[Collected data entries]
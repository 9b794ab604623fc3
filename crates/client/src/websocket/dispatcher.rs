//! Typed dispatcher: routes decoded frames to per-type handlers.
//!
//! Each handler only translates a message into zero or more [`ClientEvent`]s.
//! Presence messages are diffed against the last known presence so
//! subscribers receive deltas instead of full snapshots.

use std::collections::BTreeMap;

use kefu_protocol::{DecodedFrame, FrameBody, PresenceStatus, PresenceUser, ServerMessage};

use crate::messaging::{ClientEvent, PresenceUpdate};

/// Last known presence per user id.
#[derive(Debug, Default)]
pub struct PresenceTracker {
    users: BTreeMap<String, PresenceUser>,
}

impl PresenceTracker {
    pub fn users(&self) -> Vec<PresenceUser> {
        self.users.values().cloned().collect()
    }

    pub fn get(&self, user_id: &str) -> Option<&PresenceUser> {
        self.users.get(user_id)
    }

    pub fn clear(&mut self) {
        self.users.clear();
    }

    /// Replace everything with an authoritative snapshot.
    pub fn apply_snapshot(&mut self, snapshot: Vec<PresenceUser>) -> PresenceUpdate {
        let mut update = PresenceUpdate::default();
        let mut next = BTreeMap::new();
        for user in snapshot {
            next.insert(user.user_id.clone(), user);
        }

        for (user_id, user) in &next {
            match self.users.get(user_id) {
                None => update.added.push(user.clone()),
                Some(previous) if previous != user => update.updated.push(user.clone()),
                Some(_) => {}
            }
        }
        for (user_id, previous) in &self.users {
            if !next.contains_key(user_id) {
                update.removed.push(previous.clone());
            }
        }

        self.users = next;
        self.finish(update)
    }

    /// Insert or merge one user. Fields absent from `incoming` keep their
    /// previous values.
    pub fn upsert(&mut self, incoming: PresenceUser) -> PresenceUpdate {
        let mut update = PresenceUpdate::default();
        match self.users.get(&incoming.user_id) {
            None => update.added.push(incoming.clone()),
            Some(previous) => {
                let merged = PresenceUser {
                    user_id: incoming.user_id.clone(),
                    user_type: incoming.user_type.clone().or_else(|| previous.user_type.clone()),
                    name: incoming.name.clone().or_else(|| previous.name.clone()),
                    status: incoming.status,
                };
                if &merged == previous {
                    return PresenceUpdate::default();
                }
                update.updated.push(merged.clone());
                self.users.insert(merged.user_id.clone(), merged);
                return self.finish(update);
            }
        }
        self.users.insert(incoming.user_id.clone(), incoming);
        self.finish(update)
    }

    pub fn set_status(&mut self, user_id: &str, status: PresenceStatus) -> PresenceUpdate {
        let user = match self.users.get(user_id) {
            Some(previous) => PresenceUser {
                status,
                ..previous.clone()
            },
            None => PresenceUser::new(user_id, status),
        };
        self.upsert(user)
    }

    pub fn remove(&mut self, user_id: &str) -> PresenceUpdate {
        match self.users.remove(user_id) {
            Some(previous) => self.finish(PresenceUpdate {
                removed: vec![previous],
                ..PresenceUpdate::default()
            }),
            None => PresenceUpdate::default(),
        }
    }

    fn finish(&self, mut update: PresenceUpdate) -> PresenceUpdate {
        if !update.is_empty() {
            update.users = self.users();
        }
        update
    }
}

/// Routes frames to handlers. Holds presence only; no UI state.
#[derive(Debug, Default)]
pub struct Dispatcher {
    presence: PresenceTracker,
}

impl Dispatcher {
    pub fn new() -> Self {
        Self::default()
    }

    pub fn presence(&self) -> &PresenceTracker {
        &self.presence
    }

    pub fn reset(&mut self) {
        self.presence.clear();
    }

    /// Translate one frame into the events it produces.
    pub fn dispatch(&mut self, frame: DecodedFrame) -> Vec<ClientEvent> {
        match frame.body {
            FrameBody::Typed(message) => self.dispatch_typed(message),
            FrameBody::Untyped(body) => vec![ClientEvent::Message {
                kind: frame.kind,
                body,
            }],
        }
    }

    fn dispatch_typed(&mut self, message: ServerMessage) -> Vec<ClientEvent> {
        let event = match message {
            ServerMessage::OnlineUsers { users } => {
                return presence_event(self.presence.apply_snapshot(users));
            }
            ServerMessage::UserJoined {
                user_id,
                user_type,
                name,
                status,
            } => {
                return presence_event(self.presence.upsert(PresenceUser {
                    user_id,
                    user_type,
                    name,
                    status,
                }));
            }
            ServerMessage::UserLeft { user_id } => {
                return presence_event(self.presence.remove(&user_id));
            }
            ServerMessage::UserStatusChange { user_id, status } => {
                return presence_event(self.presence.set_status(&user_id, status));
            }
            ServerMessage::Chat(chat) => ClientEvent::Chat(chat),
            ServerMessage::Typing { user_id, is_typing } => {
                ClientEvent::Typing { user_id, is_typing }
            }
            ServerMessage::Heartbeat { .. } => ClientEvent::HeartbeatAck,
            ServerMessage::System { message, level } => ClientEvent::System { message, level },
            ServerMessage::RealtimeStatusChange { user_id, status } => {
                ClientEvent::RealtimeStatus { user_id, status }
            }
            ServerMessage::Welcome { client_id, message } => {
                ClientEvent::Welcome { client_id, message }
            }
            ServerMessage::Status { status, message } => ClientEvent::Status { status, message },
            ServerMessage::Error { message, code } => {
                tracing::warn!(code = ?code, "Server reported error: {}", message);
                ClientEvent::ServerError { message, code }
            }
        };
        vec![event]
    }
}

fn presence_event(update: PresenceUpdate) -> Vec<ClientEvent> {
    if update.is_empty() {
        Vec::new()
    } else {
        vec![ClientEvent::UserUpdate(update)]
    }
}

— Task objective —
Copy the lines from the start of the data verbatim, stopping after the line containing "use std::collections::BTreeMap;".

— Output for this task —
repository 9b794ab604623fc3
filename crates/client/src/websocket/dispatcher.rs
//! Typed dispatcher: routes decoded frames to per-type handlers.
//!
//! Each handler only translates a message into zero or more [`ClientEvent`]s.
//! Presence messages are diffed against the last known presence so
//! subscribers receive deltas instead of full snapshots.

use std::collections::BTreeMap;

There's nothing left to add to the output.